Yurt dışında yaşayan Suriye vatandaşları 38 ayrı ülkedeki Suriye büyükelçiliklerinde 28 Mayıs’ta kurulan sandıklarda oylarını kullandı. Suriye Yüksek Seçim Kurulu oy kullanmak için pasaport sahibi olup yurtdışına yasal yollarla çıkmış olmanın yeterli olduğunu açıklamıştı. 22 Arap ülkesinden 11’inde ise Suriyelilerin oy kullanmasına izin verilmese de sandık kurulan ülkelerde katılım beklenenden çok daha fazla oldu. Yurt dışında yaşayan Suriyeli vatandaşların katılım oranı %95’e çıktı.

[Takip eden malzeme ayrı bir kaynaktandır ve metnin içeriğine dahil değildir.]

use std::sync::atomic::{AtomicU32, Ordering};
use std::sync::Arc;
use std::time::Instant;

use parking_lot::Mutex;
use serde::Serialize;

use crate::broadcaster::BroadcastConfig;
use crate::bus::ChannelBus;
use crate::cache::DeviceCache;
use crate::events::KernelEvent;

#[derive(Debug, Serialize)]
pub struct KernelHealth {
    pub uptime_seconds: u64,
    pub devices_tracked: u32,
    pub active_channels: Vec<String>,
    pub subscribers: u32,
    pub broadcast: BroadcastConfig,
    pub memory_usage_mb: f32,
    pub mqtt_status: String,
    pub mqtt_reconnects: u32,
}

#[derive(Clone)]
pub struct HealthTracker {
    start_time: Instant,
    mqtt_reconnects: Arc<AtomicU32>,
    mqtt_status: Arc<Mutex<String>>,
}

impl Default for HealthTracker {
    fn default() -> Self {
        Self::new()
    }
}

impl HealthTracker {
    pub fn new() -> Self {
        Self {
            start_time: Instant::now(),
            mqtt_reconnects: Arc::new(AtomicU32::new(0)),
            mqtt_status: Arc::new(Mutex::new("disabled".to_string())),
        }
    }

    pub fn mark_mqtt_connecting(&self) {
        *self.mqtt_status.lock() = "connecting".to_string();
    }

    pub fn mark_mqtt_connected(&self) {
        *self.mqtt_status.lock() = "connected".to_string();
    }

    pub fn mark_mqtt_disconnected(&self) {
        *self.mqtt_status.lock() = "disconnected".to_string();
    }

    pub fn increment_reconnects(&self) {
        self.mqtt_reconnects.fetch_add(1, Ordering::Relaxed);
        *self.mqtt_status.lock() = "reconnecting".to_string();
    }

    pub fn mqtt_status(&self) -> String {
        self.mqtt_status.lock().clone()
    }

    pub fn mqtt_reconnects(&self) -> u32 {
        self.mqtt_reconnects.load(Ordering::Relaxed)
    }

    pub fn get_health(
        &self,
        cache: &DeviceCache,
        bus: &ChannelBus<KernelEvent>,
        broadcast: BroadcastConfig,
    ) -> KernelHealth {
        KernelHealth {
            uptime_seconds: self.start_time.elapsed().as_secs(),
            devices_tracked: cache.len() as u32,
            active_channels: bus.active_channels(),
            subscribers: bus.subscriber_count() as u32,
            broadcast,
            memory_usage_mb: get_memory_usage_mb(),
            mqtt_status: self.mqtt_status(),
            mqtt_reconnects: self.mqtt_reconnects(),
        }
    }
}

/// Resident set size from /proc; a rough constant elsewhere.
fn get_memory_usage_mb() -> f32 {
    #[cfg(target_os = "linux")]
    {
        if let Ok(status) = std::fs::read_to_string("/proc/self/status") {
            let kb = status
                .lines()
                .find(|line| line.starts_with("VmRSS:"))
                .and_then(|line| line.split_whitespace().nth(1))
                .and_then(|kb| kb.parse::<u64>().ok());
            if let Some(kb) = kb {
                return kb as f32 / 1024.0;
            }
        }
    }

    12.0
}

Esad’a, Suriyelilerin tamamı tarafından sempati duyulmuyor(du) elbette. Ancak böyle düşünenler bile Esad’ı devirmek için fırsat kollayan çoğu yabancı uyruklu “cihatçılar”a karşı, seçimlere giderek Esad’a oy vereceklerdir. Yani Suriyeliler küresel güçlere ve onların güdümündeki cihatçı gruplara karşı oylarını vatan savunması yönünde kullanacaklar. Yani “muhalif” diye tabir edilen katliamcı çeteler yüzünden “Esadçı” olmayanlar da şimdi artık “Esadçı”.

Ve Esadçı olmayan Esadçılar tarafından Esad, artık ülkede yaşayan farklı etnik, inanç ve sosyal yapıları bir arada tutan, birbirine bağlayan bir düğüm olarak görülüyor. Esad karşıtlarını destekleyen Batılı ülkeler seçimi “demokrasiyle alay etmek” olarak niteleseler de Batının “demokrasisini” pratikte gören Suriye halkı bu düğümün çözülüp iplerin dağılması halinde, ülkenin yıllarca sürebilecek çok daha büyük bir kaos ortamına sürükleneceğinin farkındalar.

Suriye’deki bu gerçeklere sırtını dönmüş olan emperyal güçler, Suriye lehine değişen dengelere seçimlerden elde edilecek sonuçların da eklenmesiyle biraz daha sıkıntıya girecektir.